• [INSTRUCTIONS TO FOLLOW]: Every line below that carries the word "token" needs to be copied.

• [EXERCISE DATA]:
--- --- ---

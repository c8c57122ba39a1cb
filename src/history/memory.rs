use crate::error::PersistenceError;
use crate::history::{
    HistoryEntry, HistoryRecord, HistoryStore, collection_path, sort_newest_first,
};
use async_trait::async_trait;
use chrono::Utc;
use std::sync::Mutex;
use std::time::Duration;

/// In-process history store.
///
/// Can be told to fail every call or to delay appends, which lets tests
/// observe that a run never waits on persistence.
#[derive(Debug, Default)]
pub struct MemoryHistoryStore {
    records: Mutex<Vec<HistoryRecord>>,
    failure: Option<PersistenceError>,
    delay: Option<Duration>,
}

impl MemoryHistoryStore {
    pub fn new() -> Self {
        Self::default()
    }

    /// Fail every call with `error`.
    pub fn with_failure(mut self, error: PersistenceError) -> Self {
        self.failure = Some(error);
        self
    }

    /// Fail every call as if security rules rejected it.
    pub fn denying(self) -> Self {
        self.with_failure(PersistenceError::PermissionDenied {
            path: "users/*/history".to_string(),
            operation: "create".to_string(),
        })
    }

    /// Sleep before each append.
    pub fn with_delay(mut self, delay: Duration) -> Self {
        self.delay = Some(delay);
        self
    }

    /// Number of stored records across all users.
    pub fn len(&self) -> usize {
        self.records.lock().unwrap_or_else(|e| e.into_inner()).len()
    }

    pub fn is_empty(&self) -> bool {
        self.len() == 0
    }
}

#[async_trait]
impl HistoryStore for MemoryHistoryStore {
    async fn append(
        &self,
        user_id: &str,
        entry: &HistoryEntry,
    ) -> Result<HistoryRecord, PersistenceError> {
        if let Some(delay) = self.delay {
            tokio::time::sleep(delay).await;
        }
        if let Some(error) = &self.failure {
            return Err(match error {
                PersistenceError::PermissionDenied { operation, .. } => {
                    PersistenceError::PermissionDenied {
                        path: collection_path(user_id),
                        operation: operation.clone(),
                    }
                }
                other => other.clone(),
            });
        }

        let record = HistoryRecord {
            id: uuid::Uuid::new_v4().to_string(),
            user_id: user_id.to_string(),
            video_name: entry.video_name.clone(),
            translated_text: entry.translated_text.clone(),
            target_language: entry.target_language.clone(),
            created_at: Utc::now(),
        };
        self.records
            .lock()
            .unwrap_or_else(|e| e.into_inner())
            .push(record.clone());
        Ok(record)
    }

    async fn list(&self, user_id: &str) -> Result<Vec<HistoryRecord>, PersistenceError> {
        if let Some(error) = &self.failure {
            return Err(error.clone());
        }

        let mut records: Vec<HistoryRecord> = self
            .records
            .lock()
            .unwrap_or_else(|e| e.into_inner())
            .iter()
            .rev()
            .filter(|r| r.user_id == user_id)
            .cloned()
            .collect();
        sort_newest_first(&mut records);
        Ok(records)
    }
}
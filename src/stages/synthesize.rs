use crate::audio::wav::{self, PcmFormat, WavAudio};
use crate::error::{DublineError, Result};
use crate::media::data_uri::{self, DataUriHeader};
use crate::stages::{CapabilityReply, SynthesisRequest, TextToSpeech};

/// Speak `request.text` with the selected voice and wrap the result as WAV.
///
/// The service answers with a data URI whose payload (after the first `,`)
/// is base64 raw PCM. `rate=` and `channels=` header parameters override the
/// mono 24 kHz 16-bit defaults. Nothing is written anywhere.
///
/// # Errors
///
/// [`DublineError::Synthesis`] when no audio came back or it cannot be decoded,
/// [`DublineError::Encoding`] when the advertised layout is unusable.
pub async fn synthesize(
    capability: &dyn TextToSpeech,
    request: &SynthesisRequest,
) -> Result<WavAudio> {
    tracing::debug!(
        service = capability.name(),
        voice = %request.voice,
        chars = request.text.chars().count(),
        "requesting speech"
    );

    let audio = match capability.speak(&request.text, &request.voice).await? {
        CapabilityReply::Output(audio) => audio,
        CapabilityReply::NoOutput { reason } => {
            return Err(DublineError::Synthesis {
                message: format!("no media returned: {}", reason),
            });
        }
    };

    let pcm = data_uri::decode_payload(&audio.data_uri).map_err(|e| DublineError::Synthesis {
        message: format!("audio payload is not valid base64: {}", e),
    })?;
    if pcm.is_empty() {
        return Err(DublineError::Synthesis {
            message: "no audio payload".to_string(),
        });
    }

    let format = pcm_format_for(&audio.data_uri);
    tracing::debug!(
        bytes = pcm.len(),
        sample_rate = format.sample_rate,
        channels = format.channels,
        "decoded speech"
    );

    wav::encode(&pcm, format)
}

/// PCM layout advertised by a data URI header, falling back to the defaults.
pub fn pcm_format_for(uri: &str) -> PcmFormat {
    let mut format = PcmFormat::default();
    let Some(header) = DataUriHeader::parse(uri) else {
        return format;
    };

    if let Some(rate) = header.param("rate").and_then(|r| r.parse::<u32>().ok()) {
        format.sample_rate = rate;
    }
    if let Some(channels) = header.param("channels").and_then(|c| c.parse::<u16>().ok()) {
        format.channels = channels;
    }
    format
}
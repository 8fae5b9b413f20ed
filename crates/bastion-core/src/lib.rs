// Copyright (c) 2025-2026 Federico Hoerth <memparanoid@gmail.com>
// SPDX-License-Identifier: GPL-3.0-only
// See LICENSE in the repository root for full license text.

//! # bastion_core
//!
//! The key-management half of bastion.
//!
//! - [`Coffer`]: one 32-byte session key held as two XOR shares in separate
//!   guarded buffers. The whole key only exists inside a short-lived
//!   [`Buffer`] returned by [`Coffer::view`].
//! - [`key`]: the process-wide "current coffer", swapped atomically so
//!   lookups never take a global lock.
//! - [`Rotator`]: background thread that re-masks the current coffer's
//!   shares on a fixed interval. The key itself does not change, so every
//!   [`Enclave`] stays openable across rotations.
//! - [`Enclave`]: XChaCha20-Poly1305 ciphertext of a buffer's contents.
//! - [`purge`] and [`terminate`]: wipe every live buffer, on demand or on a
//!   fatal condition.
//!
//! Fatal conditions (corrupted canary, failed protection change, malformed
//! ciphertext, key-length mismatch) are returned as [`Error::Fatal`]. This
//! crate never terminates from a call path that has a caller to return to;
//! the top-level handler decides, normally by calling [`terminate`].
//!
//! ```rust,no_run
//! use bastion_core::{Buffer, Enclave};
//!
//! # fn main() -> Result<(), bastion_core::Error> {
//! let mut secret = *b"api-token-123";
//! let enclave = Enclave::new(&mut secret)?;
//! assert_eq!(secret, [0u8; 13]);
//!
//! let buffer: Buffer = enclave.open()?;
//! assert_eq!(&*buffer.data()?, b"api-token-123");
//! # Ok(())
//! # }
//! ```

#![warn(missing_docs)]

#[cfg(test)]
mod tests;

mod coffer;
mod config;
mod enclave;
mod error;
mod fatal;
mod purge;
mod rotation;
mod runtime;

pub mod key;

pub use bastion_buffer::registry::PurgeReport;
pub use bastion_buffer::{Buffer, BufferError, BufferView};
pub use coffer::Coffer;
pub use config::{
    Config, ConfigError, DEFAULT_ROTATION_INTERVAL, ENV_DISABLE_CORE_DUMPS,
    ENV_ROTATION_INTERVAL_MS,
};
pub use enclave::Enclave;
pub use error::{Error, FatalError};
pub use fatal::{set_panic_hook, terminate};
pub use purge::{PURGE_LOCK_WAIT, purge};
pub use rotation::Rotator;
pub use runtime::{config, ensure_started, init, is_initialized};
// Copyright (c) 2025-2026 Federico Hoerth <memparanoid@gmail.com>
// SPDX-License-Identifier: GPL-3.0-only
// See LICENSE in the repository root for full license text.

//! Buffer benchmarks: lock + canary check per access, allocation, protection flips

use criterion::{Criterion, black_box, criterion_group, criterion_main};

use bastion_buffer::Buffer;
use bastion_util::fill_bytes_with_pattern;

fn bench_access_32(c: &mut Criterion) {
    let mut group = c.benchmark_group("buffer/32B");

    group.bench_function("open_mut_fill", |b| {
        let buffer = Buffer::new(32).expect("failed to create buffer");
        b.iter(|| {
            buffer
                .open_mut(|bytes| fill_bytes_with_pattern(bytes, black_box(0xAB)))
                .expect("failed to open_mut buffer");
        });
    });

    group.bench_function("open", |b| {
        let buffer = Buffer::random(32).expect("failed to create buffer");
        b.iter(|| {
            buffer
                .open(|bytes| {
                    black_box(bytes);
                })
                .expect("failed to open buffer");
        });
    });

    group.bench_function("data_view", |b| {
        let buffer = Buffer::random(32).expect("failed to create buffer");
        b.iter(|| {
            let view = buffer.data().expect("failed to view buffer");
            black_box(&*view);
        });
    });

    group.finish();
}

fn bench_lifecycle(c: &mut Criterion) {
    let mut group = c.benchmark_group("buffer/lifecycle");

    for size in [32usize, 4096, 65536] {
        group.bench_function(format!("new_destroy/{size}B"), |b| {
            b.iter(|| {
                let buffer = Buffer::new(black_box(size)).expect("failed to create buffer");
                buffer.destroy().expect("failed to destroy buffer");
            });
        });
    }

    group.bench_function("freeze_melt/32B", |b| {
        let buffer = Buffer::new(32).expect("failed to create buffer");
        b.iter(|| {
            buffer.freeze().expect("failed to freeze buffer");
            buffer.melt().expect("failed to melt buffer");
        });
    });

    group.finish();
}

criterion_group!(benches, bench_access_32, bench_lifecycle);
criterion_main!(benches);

--- --- ---

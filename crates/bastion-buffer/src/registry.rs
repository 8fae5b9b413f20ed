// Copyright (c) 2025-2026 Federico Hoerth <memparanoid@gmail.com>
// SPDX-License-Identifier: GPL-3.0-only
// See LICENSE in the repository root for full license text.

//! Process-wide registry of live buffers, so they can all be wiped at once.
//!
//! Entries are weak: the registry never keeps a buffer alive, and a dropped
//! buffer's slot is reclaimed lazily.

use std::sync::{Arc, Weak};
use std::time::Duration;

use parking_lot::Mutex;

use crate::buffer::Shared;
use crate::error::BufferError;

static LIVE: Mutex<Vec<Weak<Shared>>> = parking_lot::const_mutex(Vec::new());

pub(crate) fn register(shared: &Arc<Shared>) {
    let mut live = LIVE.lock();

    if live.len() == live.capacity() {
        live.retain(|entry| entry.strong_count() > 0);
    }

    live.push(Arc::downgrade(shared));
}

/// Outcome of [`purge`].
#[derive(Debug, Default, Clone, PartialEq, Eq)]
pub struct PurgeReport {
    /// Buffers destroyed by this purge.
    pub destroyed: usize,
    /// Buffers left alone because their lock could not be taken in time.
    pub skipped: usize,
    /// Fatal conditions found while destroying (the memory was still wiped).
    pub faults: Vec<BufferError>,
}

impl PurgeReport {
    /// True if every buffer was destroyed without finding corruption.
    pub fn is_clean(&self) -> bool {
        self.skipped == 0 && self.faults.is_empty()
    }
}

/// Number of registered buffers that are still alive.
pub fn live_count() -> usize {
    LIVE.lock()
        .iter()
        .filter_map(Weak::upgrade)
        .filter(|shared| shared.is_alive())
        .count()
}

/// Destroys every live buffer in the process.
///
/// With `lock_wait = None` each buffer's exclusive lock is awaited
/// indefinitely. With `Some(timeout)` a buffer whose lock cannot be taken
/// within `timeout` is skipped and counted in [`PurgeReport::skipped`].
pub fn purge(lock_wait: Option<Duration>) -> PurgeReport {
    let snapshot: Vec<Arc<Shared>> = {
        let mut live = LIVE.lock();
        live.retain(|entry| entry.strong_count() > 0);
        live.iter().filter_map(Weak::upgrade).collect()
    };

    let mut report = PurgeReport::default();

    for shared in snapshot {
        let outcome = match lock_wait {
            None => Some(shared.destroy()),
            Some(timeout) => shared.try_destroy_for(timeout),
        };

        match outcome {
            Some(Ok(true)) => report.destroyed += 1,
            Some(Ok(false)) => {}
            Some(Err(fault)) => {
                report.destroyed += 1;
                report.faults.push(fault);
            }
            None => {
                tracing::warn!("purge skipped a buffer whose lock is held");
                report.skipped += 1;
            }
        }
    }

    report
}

--- --- ---

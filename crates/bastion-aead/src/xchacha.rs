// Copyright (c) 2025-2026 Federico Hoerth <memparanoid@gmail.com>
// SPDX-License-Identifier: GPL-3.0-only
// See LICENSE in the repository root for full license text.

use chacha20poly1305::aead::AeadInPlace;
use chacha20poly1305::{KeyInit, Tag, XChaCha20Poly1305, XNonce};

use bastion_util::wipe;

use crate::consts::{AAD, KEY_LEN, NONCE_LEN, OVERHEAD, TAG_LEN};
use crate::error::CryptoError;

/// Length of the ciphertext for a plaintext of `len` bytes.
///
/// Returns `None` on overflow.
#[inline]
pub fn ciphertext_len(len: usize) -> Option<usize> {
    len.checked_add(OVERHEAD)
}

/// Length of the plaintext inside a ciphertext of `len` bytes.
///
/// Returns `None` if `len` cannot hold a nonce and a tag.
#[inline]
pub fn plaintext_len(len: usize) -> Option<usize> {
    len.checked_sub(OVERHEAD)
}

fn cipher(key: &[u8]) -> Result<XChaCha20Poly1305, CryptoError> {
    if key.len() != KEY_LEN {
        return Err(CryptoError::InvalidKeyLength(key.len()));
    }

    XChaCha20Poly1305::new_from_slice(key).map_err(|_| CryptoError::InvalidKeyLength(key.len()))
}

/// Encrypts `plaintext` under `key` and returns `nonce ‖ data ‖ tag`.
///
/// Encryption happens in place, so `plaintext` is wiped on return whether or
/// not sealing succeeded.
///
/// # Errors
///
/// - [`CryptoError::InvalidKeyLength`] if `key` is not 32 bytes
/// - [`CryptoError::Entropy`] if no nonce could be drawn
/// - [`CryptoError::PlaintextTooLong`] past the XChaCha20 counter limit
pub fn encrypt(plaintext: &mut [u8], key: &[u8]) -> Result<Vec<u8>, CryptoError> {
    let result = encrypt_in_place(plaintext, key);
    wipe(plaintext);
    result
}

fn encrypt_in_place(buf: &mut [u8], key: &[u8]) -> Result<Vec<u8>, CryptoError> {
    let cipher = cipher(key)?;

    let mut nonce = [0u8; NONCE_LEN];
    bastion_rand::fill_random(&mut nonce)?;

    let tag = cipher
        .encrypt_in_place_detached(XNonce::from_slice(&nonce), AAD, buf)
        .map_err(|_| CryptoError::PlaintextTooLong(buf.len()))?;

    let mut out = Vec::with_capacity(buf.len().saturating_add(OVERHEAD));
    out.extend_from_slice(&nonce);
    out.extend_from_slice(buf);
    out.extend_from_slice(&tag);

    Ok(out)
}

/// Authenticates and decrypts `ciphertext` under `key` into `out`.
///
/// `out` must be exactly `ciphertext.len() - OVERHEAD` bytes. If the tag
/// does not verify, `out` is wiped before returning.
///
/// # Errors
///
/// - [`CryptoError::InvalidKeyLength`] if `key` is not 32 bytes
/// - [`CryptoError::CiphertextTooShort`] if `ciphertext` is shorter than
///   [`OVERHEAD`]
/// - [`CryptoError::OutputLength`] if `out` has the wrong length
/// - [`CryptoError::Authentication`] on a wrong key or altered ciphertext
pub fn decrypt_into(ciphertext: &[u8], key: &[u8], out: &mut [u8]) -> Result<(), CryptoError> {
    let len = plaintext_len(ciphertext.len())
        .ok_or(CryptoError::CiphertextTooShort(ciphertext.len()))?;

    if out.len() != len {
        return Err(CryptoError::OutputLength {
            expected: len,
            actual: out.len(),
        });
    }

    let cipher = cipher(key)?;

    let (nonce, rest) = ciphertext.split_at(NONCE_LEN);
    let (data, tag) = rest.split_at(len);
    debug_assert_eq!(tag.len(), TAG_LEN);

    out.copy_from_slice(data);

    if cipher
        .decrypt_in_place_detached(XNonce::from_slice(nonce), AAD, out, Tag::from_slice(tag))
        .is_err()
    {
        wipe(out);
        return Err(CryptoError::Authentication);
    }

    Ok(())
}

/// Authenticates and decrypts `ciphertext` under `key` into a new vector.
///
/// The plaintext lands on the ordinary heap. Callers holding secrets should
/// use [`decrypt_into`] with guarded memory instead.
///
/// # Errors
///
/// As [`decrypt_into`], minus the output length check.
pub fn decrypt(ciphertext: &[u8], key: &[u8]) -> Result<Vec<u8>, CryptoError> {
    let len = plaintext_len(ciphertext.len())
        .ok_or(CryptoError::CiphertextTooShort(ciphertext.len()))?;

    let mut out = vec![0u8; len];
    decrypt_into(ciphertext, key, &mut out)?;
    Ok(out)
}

--- --- ---

• [THE COMPLETED TASK]:
//! let mut secret = *b"api-token-123";
//! assert_eq!(&*buffer.data()?, b"api-token-123");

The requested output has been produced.